The negative proxy response bias may be explained by the following reasons. First, if the proxies are in a poor the physical health status [50, 52, 53], it may be projected onto the HRQL evaluation of the intended respondents. Second, the proxy and the intended respondents may not in a fairly close relation. When spouses were proxies, as some studies suggested, the proxy response bias produced was less than that made by other types of proxies [49, 54, 55]. Third, the proxies may face great caregiver stress if he/she was a caregiver of the intended respondents [53, 56]. There are also some possible reasons for the characteristics of the magnitude of the proxy response bias among different dimensions. The self-care ability of intended respondents would directly affect the care burden of other family members. Therefore, other family members may overestimate the care services provided by them and report relatively poorer HRQL. However, the overestimation of health problems in the anxiety/depression and pain/discomfort dimensions by proxies is relatively low because the condition of intended respondents in these dimensions may not have a great effect on the care difficulty for the caregivers.

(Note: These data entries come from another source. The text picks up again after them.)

use chrono::{DateTime, Datelike, TimeZone};
use chrono_tz::Tz;
use indexmap::IndexMap;

use crate::app_config::Limits;
use crate::digest::corrections::apply_corrections;
use crate::digest::grouping::{group_by_sender, BulletDocument};
use crate::digest::normalize::normalize;
use crate::email::digest_message::DigestMessage;
use crate::prompt::classifier::{classify, Classification};
use crate::prompt::link_qa::{review_links, LinkSource};
use crate::prompt::synthesis::{enhance, synthesize};
use crate::prompt::{Completer, CostLedger, GenerationParams};

pub const FALLBACK_SUBJECT: &str = "Weekly Digest";

const CLASSIFY_TEMPERATURE: f64 = 0.0;
const SUMMARIZE_TEMPERATURE: f64 = 0.3;
const QA_TEMPERATURE: f64 = 0.0;

const EMPTY_DIGEST_HTML: &str =
    "<h1>Weekly Digest</h1>\n<p>No newsletters made the cut this week.</p>";

#[derive(Debug, Clone)]
pub struct PipelineSettings {
    pub limits: Limits,
    /// Used by synthesis and enhancement.
    pub temperature: f64,
    pub timezone: Tz,
}

#[derive(Debug, Clone, PartialEq)]
pub struct DigestReport {
    pub subject: String,
    pub html: String,
    pub qualifying: usize,
    pub skipped: usize,
    pub synthesis_fallback: bool,
    pub enhancement_fallback: bool,
    pub corrections_applied: usize,
    /// The QA agent's free-text report, when it produced one.
    pub qa_report: Option<String>,
}

/// Runs classify, summarize, synthesize, enhance, normalize and link QA
/// over a batch of messages, one completion call at a time.
pub struct DigestPipeline<C: Completer> {
    completer: C,
    settings: PipelineSettings,
    ledger: CostLedger,
}

impl<C: Completer> DigestPipeline<C> {
    pub fn new(completer: C, settings: PipelineSettings) -> Self {
        Self {
            completer,
            settings,
            ledger: CostLedger::new(),
        }
    }

    pub fn ledger(&self) -> &CostLedger {
        &self.ledger
    }

    fn params(&self, max_output_units: u32, temperature: f64) -> GenerationParams {
        GenerationParams {
            max_output_units,
            temperature,
        }
    }

    pub async fn run(&mut self, messages: &[DigestMessage]) -> DigestReport {
        tracing::info!(
            "Running digest over {} message(s) with {}",
            messages.len(),
            self.completer.model_id()
        );

        let qualifying = self.select(messages).await;
        let skipped = messages.len() - qualifying.len();
        let subject = digest_subject(
            qualifying.iter().map(|m| m.internal_date),
            &self.settings.timezone,
        );

        let mut report = DigestReport {
            subject,
            html: EMPTY_DIGEST_HTML.to_string(),
            qualifying: qualifying.len(),
            skipped,
            synthesis_fallback: false,
            enhancement_fallback: false,
            corrections_applied: 0,
            qa_report: None,
        };
        if qualifying.is_empty() {
            tracing::warn!("No qualifying messages, sending an empty digest");
            return report;
        }

        let limits = self.settings.limits.clone();
        let temperature = self.settings.temperature;

        let groups = group_by_sender(&qualifying);
        let summarize_params = self.params(limits.summarize_max_output, SUMMARIZE_TEMPERATURE);
        let document = BulletDocument::build(
            &self.completer,
            &groups,
            limits.summarize_body_chars,
            summarize_params,
            &mut self.ledger,
        )
        .await;
        if document.is_empty() {
            tracing::warn!("Every summary failed, sending an empty digest");
            return report;
        }
        let bullet_html = document.render();

        let synthesized = synthesize(
            &self.completer,
            &bullet_html,
            self.params(limits.synthesize_max_output, temperature),
        )
        .await;
        self.ledger.record("synthesize", synthesized.usage.as_ref());
        report.synthesis_fallback = synthesized.document.is_fallback();
        let synthesized = synthesized.document.into_inner();

        let enhanced = enhance(
            &self.completer,
            &synthesized,
            &bullet_html,
            self.params(limits.enhance_max_output, temperature),
        )
        .await;
        self.ledger.record("enhance", enhanced.usage.as_ref());
        report.enhancement_fallback = enhanced.document.is_fallback();

        let normalized = normalize(enhanced.document.value(), &document.link_lists());

        let sources: Vec<LinkSource> = groups
            .values()
            .flatten()
            .map(|m| LinkSource {
                subject: m.subject.clone(),
                snippet: m.snippet_prefix(limits.qa_snippet_chars).to_string(),
                link: m.deep_link(),
            })
            .collect();
        let qa = review_links(
            &self.completer,
            &sources,
            &normalized,
            self.params(limits.qa_max_output, QA_TEMPERATURE),
        )
        .await;
        self.ledger.record("link_qa", qa.usage.as_ref());

        let mut subject_links: IndexMap<String, String> = IndexMap::new();
        for source in sources {
            subject_links.entry(source.subject).or_insert(source.link);
        }
        let (html, corrections_applied) =
            apply_corrections(&normalized, &qa.corrections, &subject_links);

        report.html = html;
        report.corrections_applied = corrections_applied;
        if !qa.report.is_fallback() {
            report.qa_report = Some(qa.report.into_inner());
        }
        report
    }

    /// Messages the classifier wants in the digest, in input order.
    async fn select(&mut self, messages: &[DigestMessage]) -> Vec<DigestMessage> {
        let params = self.params(self.settings.limits.classify_max_output, CLASSIFY_TEMPERATURE);
        let mut qualifying = Vec::new();

        for message in messages {
            let outcome = classify(
                &self.completer,
                &message.subject,
                &message.from,
                &message.body,
                self.settings.limits.classify_body_chars,
                params,
            )
            .await;
            self.ledger.record("classify", outcome.usage.as_ref());

            let Classification { include, reason } = outcome.classification;
            if include {
                tracing::info!("Including {} ({}): {}", message.id, message.subject, reason);
                qualifying.push(message.clone());
            } else {
                tracing::info!("Skipping {} ({}): {}", message.id, message.subject, reason);
            }
        }

        tracing::info!("{}/{} message(s) qualify", qualifying.len(), messages.len());
        qualifying
    }
}

/// Subject line spanning the earliest and latest message dates, e.g.
/// `Weekly Digest: October 6–12, 2025` or `Weekly Digest: Sep 29 – Oct 5, 2025`.
pub fn digest_subject(timestamps: impl IntoIterator<Item = i64>, tz: &Tz) -> String {
    let dates: Vec<DateTime<Tz>> = timestamps
        .into_iter()
        .filter_map(|ms| tz.timestamp_millis_opt(ms).single())
        .collect();
    let (Some(start), Some(end)) = (dates.iter().min(), dates.iter().max()) else {
        return FALLBACK_SUBJECT.to_string();
    };

    let range = if start.date_naive() == end.date_naive() {
        format!("{} {}, {}", start.format("%B"), start.day(), start.year())
    } else if (start.year(), start.month()) == (end.year(), end.month()) {
        format!(
            "{} {}–{}, {}",
            start.format("%B"),
            start.day(),
            end.day(),
            end.year()
        )
    } else if start.year() == end.year() {
        format!(
            "{} {} – {} {}, {}",
            start.format("%b"),
            start.day(),
            end.format("%b"),
            end.day(),
            end.year()
        )
    } else {
        format!(
            "{} {}, {} – {} {}, {}",
            start.format("%b"),
            start.day(),
            start.year(),
            end.format("%b"),
            end.day(),
            end.year()
        )
    };
    format!("{FALLBACK_SUBJECT}: {range}")
}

In this study, the EQ-5D-3 L index and EQ VAS were very high because the subjects of this study were selected from general population, who were more prone to report very low proportion of health problems. Therefore, the difference of the absolute values of EQ-5D-3 L index and EQ VAS between proxy-report and self-report groups was − 0.022 and − 0.834 respectively. It was very low and seemed to be meaningless. However, the proxy-reported group was 52, 113, 79, 11 and 35% more likely to report health problems on the five dimensions respectively, indicating very large relative difference. In addition, the proxy response rate of NHSS is as high as 19.9%. Thus, it is necessary to adjust proxy response bias of EQ-5D-3 L in studies based on NHSS data. This study is the first time to analyze the proxy response effect of Chinese version of EQ-5D-3 L based on NHSS data, which is of great significance for the evaluation of proxy response bias in Chinese EQ-5D-3 L and provide valuable knowledge for the application of Chinese EQ-5D-3 L in HTA in the future.

Study limitations

This study had several limitations. First, the study use proxies mostly for the reason that the intended respondents are not at home, rather than unable to report, which suggests that the proxies are in most cases family members, not necessarily caregivers. Therefore, it is difficult to verify the proxies’ familiarity with the health status of the intended respondents, and the rationality and validity of the using of proxies need to be further studied. Second, the information about the role of the proxy was not collected, therefore the effect of the proxy type could not be analyzed. Third, the EQ-5D-3 L results of the matched pairs are not from the exactly same respondent. Future studies with paired design in which both the proxies and the intended respondents report the proxy version of EQ-5D-3 L are needed to determine the “real” proxy bias in general population.

Conclusions

Significant negative proxy response bias was found in Chinese version of EQ-5D-3 L in general population, and the magnitude of the bias was larger in physical dimensions than psychological dimensions by using PSM to control confounders. It provided valuable knowledge for the application of Chinese EQ-5D-3 L in HTA in the future.